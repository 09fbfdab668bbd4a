use colored::Colorize;

use crate::core::format_minutes;
use crate::features::calculator::{CalcReport, SegmentReport, Session, SessionReport};

const RULE_WIDTH: usize = 52;

fn input_cell(text: &str, valid: bool) -> String {
    let shown = if text.is_empty() { "-" } else { text };
    let cell = format!("{shown:<10}");
    if valid {
        cell
    } else {
        cell.red().to_string()
    }
}

fn segment_line(segment: &SegmentReport, unit: &str) -> String {
    let distance = format!("{:>8} {unit}", segment.distance.to_string());
    let distance = if segment.distance.is_computed() {
        distance.bold().to_string()
    } else {
        distance.dimmed().to_string()
    };

    let mut line = format!(
        "{:>3}  {}  {}  {}",
        segment.number,
        input_cell(&segment.duration, segment.duration_valid),
        input_cell(&segment.pace, segment.pace_valid),
        distance
    );

    if !segment.is_valid() {
        line.push_str(&format!("  {}", "invalid".red()));
    }
    line
}

/// Format a calculation as a table of segments and a total.
#[must_use]
pub fn format_calc_pretty(report: &CalcReport) -> String {
    let mut output = Vec::new();

    output.push(format!(
        "{:>3}  {:<10}  {:<10}  {:>8}",
        "#", "Duration", "Pace", "Distance"
    ));
    output.push("─".repeat(RULE_WIDTH));

    for segment in &report.segments {
        output.push(segment_line(segment, &report.unit));
    }

    output.push("─".repeat(RULE_WIDTH));
    output.push(
        format!("Total Distance: {} {}", report.total_distance, report.unit)
            .bold()
            .to_string(),
    );

    let invalid = report.invalid_count();
    if invalid > 0 {
        output.push(
            format!(
                "{invalid} segment{} with invalid time (use hh:mm:ss, mm:ss or minutes)",
                if invalid == 1 { "" } else { "s" }
            )
            .yellow()
            .to_string(),
        );
    }

    if let Some(saved_at) = &report.saved_at {
        output.push(format!("Saved to history at {saved_at}").green().to_string());
    }

    output.join("\n")
}

/// Format the history list.
///
/// `total` is the number of saved sessions, which may exceed `sessions.len()`
/// when the listing is limited.
#[must_use]
pub fn format_history_pretty(sessions: &[Session], total: usize, unit: &str) -> String {
    if total == 0 {
        return "No saved calculations.\n\nSave one with: rundist calc <SEGMENT>... --save"
            .to_string();
    }

    let mut output = Vec::new();
    output.push(format!("History ({total} saved)").bold().to_string());
    output.push("─".repeat(RULE_WIDTH));

    for (i, session) in sessions.iter().enumerate() {
        let segments = session.segments.len();
        output.push(format!(
            "{:>3}  {:<17} {:>9} {unit}  {}",
            i + 1,
            session.display_timestamp(),
            session.total_distance,
            format!(
                "{segments} segment{}",
                if segments == 1 { "" } else { "s" }
            )
            .dimmed()
        ));
    }

    if total > sessions.len() {
        output.push(
            format!("… {} more (use --limit)", total - sessions.len())
                .dimmed()
                .to_string(),
        );
    }

    output.join("\n")
}

/// Format one saved session with its recomputed segments.
#[must_use]
pub fn format_session_pretty(report: &SessionReport) -> String {
    let mut output = Vec::new();

    output.push(
        format!(
            "Entry {} · saved {}",
            report.number,
            report.session.display_timestamp()
        )
        .bold()
        .to_string(),
    );
    output.push(format!(
        "Stored total: {} {}",
        report.session.total_distance, report.recomputed.unit
    ));
    output.push(String::new());
    output.push(format_calc_pretty(&report.recomputed));

    if !report.consistent {
        output.push(
            format!(
                "Stored total {} differs from recomputed {}",
                report.session.total_distance, report.recomputed.total_distance
            )
            .yellow()
            .to_string(),
        );
    }

    output.join("\n")
}

/// Format a parsed time value.
#[must_use]
pub fn format_parse_pretty(input: &str, minutes: Option<f64>) -> String {
    match minutes {
        Some(m) => format!(
            "{input} = {} minutes ({})",
            format!("{m:.4}").trim_end_matches('0').trim_end_matches('.'),
            format_minutes(m)
        ),
        None => format!(
            "{} is not a valid time (use hh:mm:ss, mm:ss or minutes)",
            input.red()
        ),
    }
}
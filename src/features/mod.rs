//! Feature implementations for rundist.
//!
//! - Distance calculator, saved sessions and history
//! - Shell completions

pub mod calculator;
pub mod completions;
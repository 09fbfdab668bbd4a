//! Storage layer for rundist.
//!
//! Session history is kept in a key-value table inside a local `SQLite`
//! database, behind the [`SessionStore`] trait.

mod kv;
mod migrations;

#[cfg(test)]
pub use kv::MockSessionStore;
pub use kv::{MemoryStore, SessionStore, SqliteStore};
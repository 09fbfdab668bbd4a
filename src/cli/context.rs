//! Settings resolved from config file, environment and flags.

use std::path::PathBuf;

use crate::cli::args::{Cli, OutputFormat};
use crate::config::{Config, Paths};
use crate::error::RunDistError;
use crate::features::calculator::History;
use crate::storage::SqliteStore;

/// Everything a command needs besides its own arguments.
#[derive(Debug, Clone)]
pub struct Context {
    pub config: Config,
    pub paths: Paths,
    pub format: OutputFormat,
    /// History key; flag or env var, else the config file.
    pub storage_key: String,
    pub database: PathBuf,
    pub config_file: PathBuf,
}

impl Context {
    /// Resolve settings for a parsed command line.
    ///
    /// # Errors
    ///
    /// Returns an error if the config file exists but cannot be loaded, or
    /// the storage key is empty.
    pub fn from_cli(cli: &Cli) -> Result<Self, RunDistError> {
        let paths = Paths::default();
        let config_file = cli
            .config
            .clone()
            .unwrap_or_else(|| paths.config_file.clone());
        let config = Config::load_from_path(&config_file)?;

        Self::resolve(cli, config, paths, config_file)
    }

    fn resolve(
        cli: &Cli,
        config: Config,
        paths: Paths,
        config_file: PathBuf,
    ) -> Result<Self, RunDistError> {
        let storage_key = cli
            .storage_key
            .clone()
            .unwrap_or_else(|| config.calculator.storage_key.clone());
        if storage_key.trim().is_empty() {
            return Err(RunDistError::InvalidArgument(
                "Storage key must not be empty".to_string(),
            ));
        }

        let format = cli.output.unwrap_or(config.general.default_output);
        let database = cli.database.clone().unwrap_or_else(|| paths.database.clone());

        Ok(Self {
            config,
            paths,
            format,
            storage_key,
            database,
            config_file,
        })
    }

    /// Distance unit label.
    #[must_use]
    pub fn unit(&self) -> &str {
        &self.config.calculator.distance_unit
    }

    /// Open the session history.
    ///
    /// # Errors
    ///
    /// Returns an error if the database cannot be opened.
    pub fn open_history(&self) -> Result<History<SqliteStore>, RunDistError> {
        let store = SqliteStore::open_at(&self.database)?;
        Ok(History::new(store, self.storage_key.clone()))
    }
}
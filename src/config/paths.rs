//! Path resolution for rundist configuration and data files.
//!
//! All rundist data is stored in `~/.rundist/`:
//! - `config.yaml` - Main configuration file
//! - `rundist.db` - `SQLite` database holding session history

use std::path::PathBuf;

use crate::error::RunDistError;

/// Paths to rundist configuration and data files.
#[derive(Debug, Clone)]
pub struct Paths {
    /// Root directory: `~/.rundist/`
    pub root: PathBuf,
    /// Config file: `~/.rundist/config.yaml`
    pub config_file: PathBuf,
    /// Database file: `~/.rundist/rundist.db`
    pub database: PathBuf,
}

impl Paths {
    /// Create paths based on the user's home directory.
    ///
    /// # Errors
    ///
    /// Returns an error if the home directory cannot be determined.
    pub fn new() -> Result<Self, RunDistError> {
        let home = std::env::var("HOME").map_err(|_| {
            RunDistError::Config("Could not determine home directory".to_string())
        })?;

        Ok(Self::with_root(PathBuf::from(home).join(".rundist")))
    }

    /// Create paths with a custom root directory (useful for testing).
    #[must_use]
    pub fn with_root(root: PathBuf) -> Self {
        Self {
            config_file: root.join("config.yaml"),
            database: root.join("rundist.db"),
            root,
        }
    }
}

impl Default for Paths {
    fn default() -> Self {
        Self::new().unwrap_or_else(|_| {
            log::warn!("HOME is not set; using ./.rundist");
            Self::with_root(PathBuf::from(".rundist"))
        })
    }
}
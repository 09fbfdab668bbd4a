//! Error types for rundist.

use thiserror::Error;

/// Errors that can occur outside the pure calculation path.
///
/// Malformed time strings are not errors: the parser returns `None` and the
/// distance falls back to zero.
#[derive(Error, Debug)]
pub enum RunDistError {
    /// Configuration could not be resolved, read, or written.
    #[error("Configuration error: {0}")]
    Config(String),

    /// The session store database failed.
    #[error("Database error: {0}")]
    Database(String),

    /// Filesystem I/O failed.
    #[error("I/O error: {0}")]
    Io(#[from] std::io::Error),

    /// JSON serialization failed.
    #[error("JSON error: {0}")]
    Json(#[from] serde_json::Error),

    /// A history entry or other item does not exist.
    #[error("Not found: {0}")]
    NotFound(String),

    /// A command argument was rejected.
    #[error("Invalid argument: {0}")]
    InvalidArgument(String),
}

impl RunDistError {
    /// Exit code the binary uses for this error.
    #[must_use]
    pub const fn exit_code(&self) -> i32 {
        match self {
            Self::NotFound(_) => 2,
            Self::InvalidArgument(_) => 64,
            Self::Config(_) => 78,
            Self::Database(_) | Self::Io(_) | Self::Json(_) => 1,
        }
    }
}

# [Task directions]
With "PathBuf" as the search word, count the matching lines in the records and give the number alone.

# [Solved exercise]
11